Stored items
○ ○ ○ ○

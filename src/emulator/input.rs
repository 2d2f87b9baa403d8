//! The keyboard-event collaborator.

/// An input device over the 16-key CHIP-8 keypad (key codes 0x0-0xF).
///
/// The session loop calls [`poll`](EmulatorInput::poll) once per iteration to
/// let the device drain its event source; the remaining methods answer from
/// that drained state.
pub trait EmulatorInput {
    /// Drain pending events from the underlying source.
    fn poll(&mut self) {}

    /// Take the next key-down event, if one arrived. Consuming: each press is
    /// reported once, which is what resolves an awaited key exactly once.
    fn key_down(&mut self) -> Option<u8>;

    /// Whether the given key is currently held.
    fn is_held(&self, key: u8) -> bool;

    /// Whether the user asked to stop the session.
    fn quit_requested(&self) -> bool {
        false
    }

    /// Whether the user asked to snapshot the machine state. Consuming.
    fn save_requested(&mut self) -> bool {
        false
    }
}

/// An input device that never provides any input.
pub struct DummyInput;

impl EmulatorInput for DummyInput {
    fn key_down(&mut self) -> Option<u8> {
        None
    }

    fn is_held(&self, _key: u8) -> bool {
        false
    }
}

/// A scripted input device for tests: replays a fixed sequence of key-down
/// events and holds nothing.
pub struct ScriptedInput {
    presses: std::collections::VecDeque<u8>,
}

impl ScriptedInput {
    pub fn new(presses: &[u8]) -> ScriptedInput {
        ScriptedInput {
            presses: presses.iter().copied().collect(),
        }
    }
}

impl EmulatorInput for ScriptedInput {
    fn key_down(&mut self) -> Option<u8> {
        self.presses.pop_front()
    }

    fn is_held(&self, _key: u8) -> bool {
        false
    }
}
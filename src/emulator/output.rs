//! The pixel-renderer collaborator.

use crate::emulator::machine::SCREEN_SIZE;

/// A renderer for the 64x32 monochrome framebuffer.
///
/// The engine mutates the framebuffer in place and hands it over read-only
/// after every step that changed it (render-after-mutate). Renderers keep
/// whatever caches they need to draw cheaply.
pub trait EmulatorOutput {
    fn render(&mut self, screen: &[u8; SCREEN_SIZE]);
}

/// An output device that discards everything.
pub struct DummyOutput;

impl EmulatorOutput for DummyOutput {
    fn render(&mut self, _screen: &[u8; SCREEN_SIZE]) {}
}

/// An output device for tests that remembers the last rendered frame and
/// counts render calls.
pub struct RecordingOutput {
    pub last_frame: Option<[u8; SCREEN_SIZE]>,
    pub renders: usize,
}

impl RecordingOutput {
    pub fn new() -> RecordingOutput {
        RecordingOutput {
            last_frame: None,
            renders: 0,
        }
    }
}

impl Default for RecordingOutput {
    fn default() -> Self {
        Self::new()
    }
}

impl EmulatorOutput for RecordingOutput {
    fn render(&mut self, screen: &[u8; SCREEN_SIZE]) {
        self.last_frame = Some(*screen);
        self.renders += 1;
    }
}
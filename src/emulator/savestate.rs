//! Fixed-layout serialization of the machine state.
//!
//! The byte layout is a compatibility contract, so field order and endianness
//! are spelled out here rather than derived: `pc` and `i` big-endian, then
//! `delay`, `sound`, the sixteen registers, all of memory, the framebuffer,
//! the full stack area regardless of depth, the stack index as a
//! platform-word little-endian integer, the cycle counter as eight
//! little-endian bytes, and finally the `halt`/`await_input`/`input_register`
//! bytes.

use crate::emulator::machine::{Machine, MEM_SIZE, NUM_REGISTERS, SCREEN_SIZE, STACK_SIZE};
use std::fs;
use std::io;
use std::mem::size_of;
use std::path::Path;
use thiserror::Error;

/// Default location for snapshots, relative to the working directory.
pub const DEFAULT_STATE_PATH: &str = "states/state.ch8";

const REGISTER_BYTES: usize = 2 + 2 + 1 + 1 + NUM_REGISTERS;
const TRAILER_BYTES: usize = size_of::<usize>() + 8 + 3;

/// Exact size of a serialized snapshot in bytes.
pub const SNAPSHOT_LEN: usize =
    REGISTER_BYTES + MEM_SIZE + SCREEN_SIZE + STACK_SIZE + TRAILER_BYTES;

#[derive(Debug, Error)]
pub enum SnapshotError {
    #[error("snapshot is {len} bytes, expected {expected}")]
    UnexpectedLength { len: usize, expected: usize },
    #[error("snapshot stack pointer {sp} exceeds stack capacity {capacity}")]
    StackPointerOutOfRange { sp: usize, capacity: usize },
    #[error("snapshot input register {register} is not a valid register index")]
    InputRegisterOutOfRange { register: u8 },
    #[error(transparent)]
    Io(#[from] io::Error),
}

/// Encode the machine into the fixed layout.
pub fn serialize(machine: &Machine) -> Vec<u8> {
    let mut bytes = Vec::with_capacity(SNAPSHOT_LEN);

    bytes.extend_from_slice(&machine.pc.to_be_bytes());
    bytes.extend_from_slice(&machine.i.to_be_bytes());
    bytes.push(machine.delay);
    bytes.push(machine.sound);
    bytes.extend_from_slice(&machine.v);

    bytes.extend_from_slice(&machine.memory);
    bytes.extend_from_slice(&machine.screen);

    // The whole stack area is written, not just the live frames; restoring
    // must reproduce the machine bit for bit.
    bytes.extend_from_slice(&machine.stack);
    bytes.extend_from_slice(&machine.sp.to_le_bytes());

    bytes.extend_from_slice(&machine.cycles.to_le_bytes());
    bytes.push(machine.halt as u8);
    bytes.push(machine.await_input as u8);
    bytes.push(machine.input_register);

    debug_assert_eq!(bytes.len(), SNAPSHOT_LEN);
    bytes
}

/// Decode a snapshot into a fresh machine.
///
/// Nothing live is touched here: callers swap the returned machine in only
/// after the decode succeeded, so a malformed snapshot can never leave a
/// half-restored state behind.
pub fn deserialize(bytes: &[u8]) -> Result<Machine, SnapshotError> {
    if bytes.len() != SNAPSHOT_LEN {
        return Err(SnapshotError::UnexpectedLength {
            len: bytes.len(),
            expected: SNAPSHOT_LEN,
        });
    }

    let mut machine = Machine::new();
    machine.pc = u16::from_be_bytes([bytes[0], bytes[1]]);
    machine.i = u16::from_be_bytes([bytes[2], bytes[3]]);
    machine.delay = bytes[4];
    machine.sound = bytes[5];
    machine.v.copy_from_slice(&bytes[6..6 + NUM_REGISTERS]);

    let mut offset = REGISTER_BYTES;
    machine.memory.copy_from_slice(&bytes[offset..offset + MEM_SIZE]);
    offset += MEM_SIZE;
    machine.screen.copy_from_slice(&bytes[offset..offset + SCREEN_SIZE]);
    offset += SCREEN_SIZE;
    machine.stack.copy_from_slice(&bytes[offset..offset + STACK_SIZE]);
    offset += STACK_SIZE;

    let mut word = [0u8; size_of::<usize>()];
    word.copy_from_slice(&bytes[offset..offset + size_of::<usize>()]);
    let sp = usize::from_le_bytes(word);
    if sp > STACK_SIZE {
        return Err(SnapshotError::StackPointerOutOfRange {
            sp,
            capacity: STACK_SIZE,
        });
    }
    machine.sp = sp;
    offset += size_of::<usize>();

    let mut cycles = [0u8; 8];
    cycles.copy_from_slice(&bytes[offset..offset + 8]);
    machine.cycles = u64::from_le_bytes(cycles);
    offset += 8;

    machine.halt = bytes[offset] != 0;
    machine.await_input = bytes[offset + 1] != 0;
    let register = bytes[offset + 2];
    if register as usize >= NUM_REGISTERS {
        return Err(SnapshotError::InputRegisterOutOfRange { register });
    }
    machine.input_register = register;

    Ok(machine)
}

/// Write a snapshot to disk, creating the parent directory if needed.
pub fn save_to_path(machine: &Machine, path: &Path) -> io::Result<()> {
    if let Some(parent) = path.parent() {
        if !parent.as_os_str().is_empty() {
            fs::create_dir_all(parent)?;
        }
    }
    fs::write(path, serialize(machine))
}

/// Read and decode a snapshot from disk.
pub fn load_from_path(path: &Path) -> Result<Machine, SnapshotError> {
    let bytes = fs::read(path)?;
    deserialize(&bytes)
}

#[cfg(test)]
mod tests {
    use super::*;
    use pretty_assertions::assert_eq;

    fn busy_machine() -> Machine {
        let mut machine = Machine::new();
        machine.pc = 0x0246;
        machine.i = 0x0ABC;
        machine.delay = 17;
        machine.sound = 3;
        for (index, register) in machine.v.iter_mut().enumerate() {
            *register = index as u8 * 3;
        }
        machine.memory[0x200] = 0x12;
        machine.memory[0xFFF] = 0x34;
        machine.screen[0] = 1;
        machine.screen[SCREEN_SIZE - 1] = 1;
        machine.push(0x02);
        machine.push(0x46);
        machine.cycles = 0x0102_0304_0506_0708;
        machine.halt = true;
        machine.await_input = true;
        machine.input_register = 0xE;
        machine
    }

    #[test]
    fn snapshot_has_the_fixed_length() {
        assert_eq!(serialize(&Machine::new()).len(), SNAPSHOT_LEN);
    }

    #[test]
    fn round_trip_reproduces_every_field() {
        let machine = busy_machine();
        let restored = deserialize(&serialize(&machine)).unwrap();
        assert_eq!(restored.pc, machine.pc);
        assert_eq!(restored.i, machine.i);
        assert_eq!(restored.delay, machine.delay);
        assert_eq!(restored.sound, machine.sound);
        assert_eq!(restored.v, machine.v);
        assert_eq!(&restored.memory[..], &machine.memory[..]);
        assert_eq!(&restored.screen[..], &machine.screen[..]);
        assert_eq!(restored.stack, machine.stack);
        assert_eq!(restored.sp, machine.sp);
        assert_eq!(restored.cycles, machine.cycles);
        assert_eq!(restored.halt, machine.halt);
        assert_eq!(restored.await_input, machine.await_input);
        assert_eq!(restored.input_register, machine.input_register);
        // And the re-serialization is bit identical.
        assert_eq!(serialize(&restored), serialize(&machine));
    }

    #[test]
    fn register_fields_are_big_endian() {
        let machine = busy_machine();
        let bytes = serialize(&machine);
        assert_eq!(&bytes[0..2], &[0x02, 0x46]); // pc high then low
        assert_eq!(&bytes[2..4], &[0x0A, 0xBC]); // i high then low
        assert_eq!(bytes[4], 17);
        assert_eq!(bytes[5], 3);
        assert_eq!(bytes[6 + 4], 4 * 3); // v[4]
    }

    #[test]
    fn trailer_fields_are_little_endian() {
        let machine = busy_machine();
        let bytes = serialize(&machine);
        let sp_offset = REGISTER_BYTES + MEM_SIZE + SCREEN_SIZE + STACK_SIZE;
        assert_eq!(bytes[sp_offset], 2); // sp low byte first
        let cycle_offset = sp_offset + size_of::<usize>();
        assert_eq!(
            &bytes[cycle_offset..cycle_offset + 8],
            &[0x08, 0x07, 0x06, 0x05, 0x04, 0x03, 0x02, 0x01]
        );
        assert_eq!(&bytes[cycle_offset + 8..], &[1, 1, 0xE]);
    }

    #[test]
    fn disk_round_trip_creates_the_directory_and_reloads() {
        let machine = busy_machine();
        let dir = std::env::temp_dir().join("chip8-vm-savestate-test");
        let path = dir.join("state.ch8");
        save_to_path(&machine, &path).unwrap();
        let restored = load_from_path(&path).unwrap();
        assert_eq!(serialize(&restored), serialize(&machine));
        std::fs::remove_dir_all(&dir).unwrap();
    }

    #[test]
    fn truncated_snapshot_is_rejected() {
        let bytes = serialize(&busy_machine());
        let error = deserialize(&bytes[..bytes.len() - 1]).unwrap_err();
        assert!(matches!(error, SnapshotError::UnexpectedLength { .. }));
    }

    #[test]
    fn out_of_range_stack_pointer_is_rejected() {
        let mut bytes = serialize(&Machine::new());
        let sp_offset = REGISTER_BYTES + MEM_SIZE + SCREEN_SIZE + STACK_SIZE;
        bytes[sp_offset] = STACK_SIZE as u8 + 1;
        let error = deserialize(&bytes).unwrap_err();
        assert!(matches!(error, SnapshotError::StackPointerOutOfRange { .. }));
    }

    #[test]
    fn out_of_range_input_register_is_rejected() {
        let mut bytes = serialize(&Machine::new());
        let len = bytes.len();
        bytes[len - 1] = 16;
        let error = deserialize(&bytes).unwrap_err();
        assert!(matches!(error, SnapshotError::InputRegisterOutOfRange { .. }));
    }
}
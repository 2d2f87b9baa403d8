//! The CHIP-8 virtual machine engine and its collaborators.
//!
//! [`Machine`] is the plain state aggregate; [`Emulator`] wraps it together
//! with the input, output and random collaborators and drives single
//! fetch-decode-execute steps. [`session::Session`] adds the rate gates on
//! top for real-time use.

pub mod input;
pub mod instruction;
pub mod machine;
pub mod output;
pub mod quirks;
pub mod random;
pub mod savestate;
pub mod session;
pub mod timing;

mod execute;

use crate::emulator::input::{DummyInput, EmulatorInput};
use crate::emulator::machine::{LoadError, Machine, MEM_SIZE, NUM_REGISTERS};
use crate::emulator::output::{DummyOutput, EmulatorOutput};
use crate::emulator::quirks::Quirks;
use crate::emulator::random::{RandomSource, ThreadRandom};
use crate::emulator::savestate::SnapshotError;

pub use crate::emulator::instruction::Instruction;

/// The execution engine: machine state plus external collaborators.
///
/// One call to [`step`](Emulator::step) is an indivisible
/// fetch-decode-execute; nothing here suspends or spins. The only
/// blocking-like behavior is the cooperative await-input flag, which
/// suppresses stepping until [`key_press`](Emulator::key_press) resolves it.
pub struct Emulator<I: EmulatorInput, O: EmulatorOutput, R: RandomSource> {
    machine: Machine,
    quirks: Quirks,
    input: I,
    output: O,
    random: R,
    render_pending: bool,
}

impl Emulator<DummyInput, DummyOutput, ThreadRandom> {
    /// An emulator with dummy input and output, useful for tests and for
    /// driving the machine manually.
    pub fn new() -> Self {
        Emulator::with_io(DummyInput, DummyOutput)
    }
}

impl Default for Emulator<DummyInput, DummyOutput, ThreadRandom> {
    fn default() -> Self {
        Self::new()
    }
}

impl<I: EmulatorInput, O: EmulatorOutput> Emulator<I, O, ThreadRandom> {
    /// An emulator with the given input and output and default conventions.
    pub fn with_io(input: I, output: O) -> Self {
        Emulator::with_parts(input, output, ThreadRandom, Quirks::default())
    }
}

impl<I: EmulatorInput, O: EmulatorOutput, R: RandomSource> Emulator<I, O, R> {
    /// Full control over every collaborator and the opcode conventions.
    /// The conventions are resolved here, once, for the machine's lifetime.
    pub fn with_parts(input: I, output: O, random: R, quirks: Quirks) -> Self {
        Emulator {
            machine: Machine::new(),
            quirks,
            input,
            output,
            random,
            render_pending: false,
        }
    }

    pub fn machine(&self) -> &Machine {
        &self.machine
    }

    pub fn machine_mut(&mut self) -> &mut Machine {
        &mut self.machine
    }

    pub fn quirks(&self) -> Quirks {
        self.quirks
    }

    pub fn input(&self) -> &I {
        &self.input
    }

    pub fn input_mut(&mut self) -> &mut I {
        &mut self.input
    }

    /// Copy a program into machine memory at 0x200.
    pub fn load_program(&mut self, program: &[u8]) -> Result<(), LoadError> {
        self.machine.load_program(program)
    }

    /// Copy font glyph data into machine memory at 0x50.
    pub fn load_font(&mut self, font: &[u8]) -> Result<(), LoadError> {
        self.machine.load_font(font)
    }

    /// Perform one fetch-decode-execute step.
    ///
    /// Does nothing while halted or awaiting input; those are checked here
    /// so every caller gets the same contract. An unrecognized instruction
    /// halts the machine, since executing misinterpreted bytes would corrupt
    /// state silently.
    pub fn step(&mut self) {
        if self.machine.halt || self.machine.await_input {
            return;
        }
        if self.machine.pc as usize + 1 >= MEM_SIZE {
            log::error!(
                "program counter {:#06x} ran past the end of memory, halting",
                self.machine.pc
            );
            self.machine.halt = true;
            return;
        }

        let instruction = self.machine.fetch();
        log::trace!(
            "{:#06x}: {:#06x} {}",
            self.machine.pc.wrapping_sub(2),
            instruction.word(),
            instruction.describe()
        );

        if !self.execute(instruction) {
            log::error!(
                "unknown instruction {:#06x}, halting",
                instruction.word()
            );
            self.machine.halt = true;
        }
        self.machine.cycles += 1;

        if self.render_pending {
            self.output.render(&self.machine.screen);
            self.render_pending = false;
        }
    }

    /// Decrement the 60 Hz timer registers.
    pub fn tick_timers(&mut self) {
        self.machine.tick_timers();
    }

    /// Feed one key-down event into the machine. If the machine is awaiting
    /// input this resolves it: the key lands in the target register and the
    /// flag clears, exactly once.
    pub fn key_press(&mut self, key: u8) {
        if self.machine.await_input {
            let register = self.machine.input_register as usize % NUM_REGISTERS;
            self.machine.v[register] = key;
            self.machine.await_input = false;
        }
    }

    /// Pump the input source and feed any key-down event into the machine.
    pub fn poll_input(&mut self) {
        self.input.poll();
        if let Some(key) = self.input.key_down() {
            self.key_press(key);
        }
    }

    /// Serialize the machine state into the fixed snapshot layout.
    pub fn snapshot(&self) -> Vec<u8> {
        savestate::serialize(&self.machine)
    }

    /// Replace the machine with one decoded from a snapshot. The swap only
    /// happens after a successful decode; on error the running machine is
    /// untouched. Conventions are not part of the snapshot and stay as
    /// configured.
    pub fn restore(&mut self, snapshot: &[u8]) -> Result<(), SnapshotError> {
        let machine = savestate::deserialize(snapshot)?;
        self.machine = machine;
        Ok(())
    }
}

○ ○ ○ ○

### [WORK TASK]
Count up the lines above that include the string "layout" and report nothing but that number.

### [EXERCISE ANSWER]
4